The way coming out should go down is the exact opposite.
Families and friends should almost have to beg for your love, and should most definitely be apologetic for the homophobic shit they most likely put you through whilst you were still in the closet. They should be like, “I’m sorry I was a bigoted prick all these years, I hope you can still love me and forgive me”.
The thing that bothered me the most when I came out was that my families reaction was just, “of course we have no problem, we love you no matter what”… when what I really wanted was an apology. An apology for having been ignored for years, an apology for having to sit though homophobia not only by them, but by my extended family and their friends. But what I got was, “of course it’s not a problem, now lets not talk about it again and lets not bring up all the horrible shit that we said to you openly or allowed to be said about gay people openly because we don’t want to feel bad”.

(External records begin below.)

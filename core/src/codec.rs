//! JSON and YAML entry points for [`MatcherKindHolder`].
//!
//! Decoding reads the document as one string scalar first, so any shape problem is a
//! format error ([`CodecError::Json`] / [`CodecError::Yaml`]). The literal then goes
//! through [`MatcherKindHolder::decode`], whose error is returned unchanged as
//! [`CodecError::Kind`].
//!
//! Encoding emits the canonical name in both formats.
//!
//! | Holder | JSON | YAML |
//! |--------|------|------|
//! | `Regex` | `"regex"` | `regex` |
//! | Unset | `Err(Kind(Unresolved))` | `Err(Kind(Unresolved))` |

use crate::{CodecError, MatcherKindHolder};

/// Decode a JSON string document into `holder`.
///
/// # Errors
///
/// [`CodecError::Json`] if `text` is not a single JSON string, otherwise
/// [`CodecError::Kind`] from [`MatcherKindHolder::decode`].
pub fn decode_json(holder: &mut MatcherKindHolder, text: &str) -> Result<(), CodecError> {
    let raw: String = serde_json::from_str(text)?;
    holder.decode(&raw)?;
    Ok(())
}

/// Decode a YAML scalar document into `holder`.
///
/// # Errors
///
/// [`CodecError::Yaml`] if `text` is not a single YAML scalar, otherwise
/// [`CodecError::Kind`] from [`MatcherKindHolder::decode`].
pub fn decode_yaml(holder: &mut MatcherKindHolder, text: &str) -> Result<(), CodecError> {
    let raw: String = serde_yaml::from_str(text)?;
    holder.decode(&raw)?;
    Ok(())
}

/// A fresh holder decoded from a JSON string document.
///
/// # Errors
///
/// See [`decode_json`].
pub fn from_json_str(text: &str) -> Result<MatcherKindHolder, CodecError> {
    let mut holder = MatcherKindHolder::unset();
    decode_json(&mut holder, text)?;
    Ok(holder)
}

/// A fresh holder decoded from a YAML scalar document.
///
/// # Errors
///
/// See [`decode_yaml`].
pub fn from_yaml_str(text: &str) -> Result<MatcherKindHolder, CodecError> {
    let mut holder = MatcherKindHolder::unset();
    decode_yaml(&mut holder, text)?;
    Ok(holder)
}

/// Encode as a JSON string literal, e.g. `"regex"`.
///
/// # Errors
///
/// [`CodecError::Kind`] with `Unresolved` if the holder is Unset.
pub fn encode_json(holder: &MatcherKindHolder) -> Result<String, CodecError> {
    let name = holder.as_str()?;
    Ok(serde_json::to_string(name)?)
}

/// Encode as a YAML document, e.g. `regex\n`.
///
/// # Errors
///
/// [`CodecError::Kind`] with `Unresolved` if the holder is Unset.
pub fn encode_yaml(holder: &MatcherKindHolder) -> Result<String, CodecError> {
    let name = holder.as_str()?;
    Ok(serde_yaml::to_string(name)?)
}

It bothers me so much to this day how much society loves to praise straight people for being so accepting of gay people but no one ever praises gay people for accepting and loving their families through the years despite all the homophobia.
—the only living boy in new york
While the beginning of the post focuses on coming out, that isn’t the only part of a queer person’s life this is limited to.
Yes, it is more than just annoying that people who spent years regurgitating anti-gay myths and homophobic stereotypes around us when we were closeted (and in many cases ridiculed us directly using homophobic slurs) act as if they are doing us a favor by being tolerant or accepting when we do come out. But the truth is that they are never as tolerant as they think they are. The homophobia becomes a bit more subtle. They use dogwhistles rather than bluntly bigoted language.
If we point out that something they said is unintentionally homophobic, we get accused of being too sensitive. If we point out that a politician they support advocates homophobic policies, or that a charity they support has actually contributed to the deaths of queer teens, we’re told that we’re overlooking all the good things because of one little bad thing. Never mind the queer people are denied needed healthcare, or lose their jobs or homes, and so forth. It’s not important.
And we’re supposed to be grateful?
The same people who accuse us of being too sensitive throw hissy fits because some businesses say “Happy Holidays” in their advertising rather than “Merry Christmas.” They’re the same people who tried to organize boycotts of businesses that chose to provide health care coverage to the partners and kids of their queer employees. They’re the same people who do call for boycotts if a movie and television show includes a queer character (usually supporting character who is given little screen time and is never shown with a same sex partner except in such ambiguous ways that the casual viewer will think it’s just a friend or a sibling).
And they expect us to explain why something is offensive, no matter how many times we’ve already explained it. Besides the fact that if they applied the teeniest tiniest bit of empathy they should be able to see it on their own. Heck, they get angry at us if we hold hands with our partner in front of them, and think it is horribly thoughtless of us not to realize they were uncomfortable, but don’t expect them to know they shouldn’t tell an AIDS joke in front of us!
And I don’t have an answer. Except to urge you, if you think that you are a supportive friend or co-worker or family member of a queer person, to stop and check yourself. If you start looking at your own words and actions from an outside perspective, you may be in for a sobering surprise.
I’ll give you a couple of suggestions for some ways to do this:
1. If you’ve ever said, “no offense!” to an LGBT+ acquaintence…
2. If you’ve ever said, “I’m not talking about you, of course, I’m talking about those bad people” or “Present company excepted”…
3. If you’ve ever dismissed anything as being politically correct…
4. If you’ve ever said, “I’m not homophobic, but…”
5. If you’ve ever noticed that your queer relative declines your social invitations again and again…
…you may not be nearly as accepting as you think you are.